Return, from the lines below, each one that includes the word "struct".
***** Task data *****
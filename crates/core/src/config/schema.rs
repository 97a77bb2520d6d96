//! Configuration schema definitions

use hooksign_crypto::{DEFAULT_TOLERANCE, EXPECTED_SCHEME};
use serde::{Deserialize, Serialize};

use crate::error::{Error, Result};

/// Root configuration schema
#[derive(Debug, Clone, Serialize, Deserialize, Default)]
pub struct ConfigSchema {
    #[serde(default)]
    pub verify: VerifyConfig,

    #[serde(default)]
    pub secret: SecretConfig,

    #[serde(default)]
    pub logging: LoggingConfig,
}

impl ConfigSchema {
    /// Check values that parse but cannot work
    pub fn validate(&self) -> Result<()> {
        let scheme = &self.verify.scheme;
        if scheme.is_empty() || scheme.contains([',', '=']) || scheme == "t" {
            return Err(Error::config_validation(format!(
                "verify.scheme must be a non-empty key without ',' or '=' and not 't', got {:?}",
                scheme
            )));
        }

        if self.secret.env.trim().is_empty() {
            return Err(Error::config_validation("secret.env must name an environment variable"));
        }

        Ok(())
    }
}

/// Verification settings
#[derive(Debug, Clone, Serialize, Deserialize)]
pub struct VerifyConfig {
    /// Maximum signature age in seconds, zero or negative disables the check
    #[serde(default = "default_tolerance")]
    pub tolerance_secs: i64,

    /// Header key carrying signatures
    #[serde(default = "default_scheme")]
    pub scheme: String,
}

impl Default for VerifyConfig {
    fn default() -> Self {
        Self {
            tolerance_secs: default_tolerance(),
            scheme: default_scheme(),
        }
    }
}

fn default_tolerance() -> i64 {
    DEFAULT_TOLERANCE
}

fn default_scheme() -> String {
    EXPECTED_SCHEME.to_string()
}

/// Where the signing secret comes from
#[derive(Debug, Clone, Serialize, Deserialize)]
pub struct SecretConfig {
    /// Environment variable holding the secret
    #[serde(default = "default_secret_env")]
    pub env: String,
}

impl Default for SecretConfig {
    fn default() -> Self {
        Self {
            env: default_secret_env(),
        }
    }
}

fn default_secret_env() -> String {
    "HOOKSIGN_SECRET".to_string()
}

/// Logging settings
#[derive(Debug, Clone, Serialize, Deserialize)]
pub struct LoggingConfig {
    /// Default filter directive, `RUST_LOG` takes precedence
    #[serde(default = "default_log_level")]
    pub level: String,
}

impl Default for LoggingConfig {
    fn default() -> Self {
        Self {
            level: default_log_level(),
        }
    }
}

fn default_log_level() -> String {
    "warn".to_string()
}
*****
***** Task data *****
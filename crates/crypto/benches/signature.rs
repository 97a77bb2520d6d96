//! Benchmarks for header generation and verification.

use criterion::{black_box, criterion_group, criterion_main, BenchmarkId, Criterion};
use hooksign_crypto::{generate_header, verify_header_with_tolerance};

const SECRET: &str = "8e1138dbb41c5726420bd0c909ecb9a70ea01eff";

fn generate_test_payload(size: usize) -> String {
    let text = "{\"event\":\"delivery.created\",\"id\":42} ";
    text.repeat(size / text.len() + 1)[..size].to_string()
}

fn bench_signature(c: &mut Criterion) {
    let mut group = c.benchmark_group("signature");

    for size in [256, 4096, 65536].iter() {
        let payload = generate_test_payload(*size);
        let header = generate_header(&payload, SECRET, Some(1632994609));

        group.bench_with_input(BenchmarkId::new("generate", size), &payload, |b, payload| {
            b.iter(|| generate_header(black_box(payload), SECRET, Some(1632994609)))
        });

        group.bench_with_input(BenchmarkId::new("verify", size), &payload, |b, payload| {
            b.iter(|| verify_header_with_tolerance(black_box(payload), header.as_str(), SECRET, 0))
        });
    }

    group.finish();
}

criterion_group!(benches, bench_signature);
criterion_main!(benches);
*****
* **Exercise solution**
pub struct ConfigSchema {
pub struct VerifyConfig {
pub struct SecretConfig {
pub struct LoggingConfig {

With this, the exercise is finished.